The problem:
The entries that follow need to be retyped verbatim.

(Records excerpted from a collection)
================================
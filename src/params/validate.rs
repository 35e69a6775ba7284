//! Numeric coercion rules for query values

use crate::error::{Error, Result};
use std::num::IntErrorKind;

/// Validate an optional raw query value as a non-negative integer.
///
/// - `None` stays `None` so the caller can supply its own default.
/// - Surrounding whitespace is ignored, but an empty or blank value is
///   [`Error::InvalidNumber`].
/// - Plain integers (`"7"`, `"+7"`), integral decimal or exponent forms
///   (`"5.0"`, `"1e2"`) and `0x`/`0o`/`0b` literals are accepted.
/// - Values beyond `u64::MAX` saturate.
/// - Anything else, including `"true"`, fractions and `Infinity`, is
///   [`Error::InvalidNumber`].
/// - Values below zero are [`Error::NegativeNumber`].
pub fn validate_number(raw: Option<&str>) -> Result<Option<u64>> {
    let Some(raw) = raw else {
        return Ok(None);
    };

    let trimmed = raw.trim();
    if trimmed.is_empty() {
        return Err(Error::invalid_number(raw));
    }

    if let Some(value) = parse_radix_literal(trimmed) {
        return value.map(Some).ok_or_else(|| Error::invalid_number(raw));
    }

    if let Ok(n) = trimmed.parse::<u64>() {
        return Ok(Some(n));
    }
    if let Ok(n) = trimmed.parse::<i64>() {
        return if n < 0 {
            Err(Error::negative_number(raw))
        } else {
            Ok(Some(n.unsigned_abs()))
        };
    }

    // Integral floats such as "5.0", "1e2" or integers wider than i64
    let value: f64 = trimmed.parse().map_err(|_| Error::invalid_number(raw))?;
    if !value.is_finite() || value.fract() != 0.0 {
        return Err(Error::invalid_number(raw));
    }
    if value < 0.0 {
        return Err(Error::negative_number(raw));
    }

    // `as` saturates at u64::MAX
    #[allow(clippy::cast_sign_loss, clippy::cast_possible_truncation)]
    let n = value as u64;
    Ok(Some(n))
}

/// `Some(parsed)` for a `0x`/`0o`/`0b` literal, `None` for any other form.
///
/// The inner `None` marks a literal with bad digits.
fn parse_radix_literal(s: &str) -> Option<Option<u64>> {
    let prefix = s.get(..2)?.to_ascii_lowercase();
    let radix = match prefix.as_str() {
        "0x" => 16,
        "0o" => 8,
        "0b" => 2,
        _ => return None,
    };

    let digits = &s[2..];
    if digits.is_empty() || !digits.bytes().all(|b| b.is_ascii_alphanumeric()) {
        return Some(None);
    }

    Some(match u64::from_str_radix(digits, radix) {
        Ok(n) => Some(n),
        Err(e) if *e.kind() == IntErrorKind::PosOverflow => Some(u64::MAX),
        Err(_) => None,
    })
}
================================
Response area:
filename src/params/validate.rs
repository 35e69a6775ba7284
//! Numeric coercion rules for query values

use crate::error::{Error, Result};
use std::num::IntErrorKind;

/// Validate an optional raw query value as a non-negative integer.
///
/// - `None` stays `None` so the caller can supply its own default.
/// - Surrounding whitespace is ignored, but an empty or blank value is
///   [`Error::InvalidNumber`].
/// - Plain integers (`"7"`, `"+7"`), integral decimal or exponent forms
///   (`"5.0"`, `"1e2"`) and `0x`/`0o`/`0b` literals are accepted.
/// - Values beyond `u64::MAX` saturate.
/// - Anything else, including `"true"`, fractions and `Infinity`, is
///   [`Error::InvalidNumber`].
/// - Values below zero are [`Error::NegativeNumber`].
pub fn validate_number(raw: Option<&str>) -> Result<Option<u64>> {
    let Some(raw) = raw else {
        return Ok(None);
    };

    let trimmed = raw.trim();
    if trimmed.is_empty() {
        return Err(Error::invalid_number(raw));
    }

    if let Some(value) = parse_radix_literal(trimmed) {
        return value.map(Some).ok_or_else(|| Error::invalid_number(raw));
    }

    if let Ok(n) = trimmed.parse::<u64>() {
        return Ok(Some(n));
    }
    if let Ok(n) = trimmed.parse::<i64>() {
        return if n < 0 {
            Err(Error::negative_number(raw))
        } else {
            Ok(Some(n.unsigned_abs()))
        };
    }

    // Integral floats such as "5.0", "1e2" or integers wider than i64
    let value: f64 = trimmed.parse().map_err(|_| Error::invalid_number(raw))?;
    if !value.is_finite() || value.fract() != 0.0 {
        return Err(Error::invalid_number(raw));
    }
    if value < 0.0 {
        return Err(Error::negative_number(raw));
    }

    // `as` saturates at u64::MAX
    #[allow(clippy::cast_sign_loss, clippy::cast_possible_truncation)]
    let n = value as u64;
    Ok(Some(n))
}

/// `Some(parsed)` for a `0x`/`0o`/`0b` literal, `None` for any other form.
///
/// The inner `None` marks a literal with bad digits.
fn parse_radix_literal(s: &str) -> Option<Option<u64>> {
    let prefix = s.get(..2)?.to_ascii_lowercase();
    let radix = match prefix.as_str() {
        "0x" => 16,
        "0o" => 8,
        "0b" => 2,
        _ => return None,
    };

    let digits = &s[2..];
    if digits.is_empty() || !digits.bytes().all(|b| b.is_ascii_alphanumeric()) {
        return Some(None);
    }

    Some(match u64::from_str_radix(digits, radix) {
        Ok(n) => Some(n),
        Err(e) if *e.kind() == IntErrorKind::PosOverflow => Some(u64::MAX),
        Err(_) => None,
    })
}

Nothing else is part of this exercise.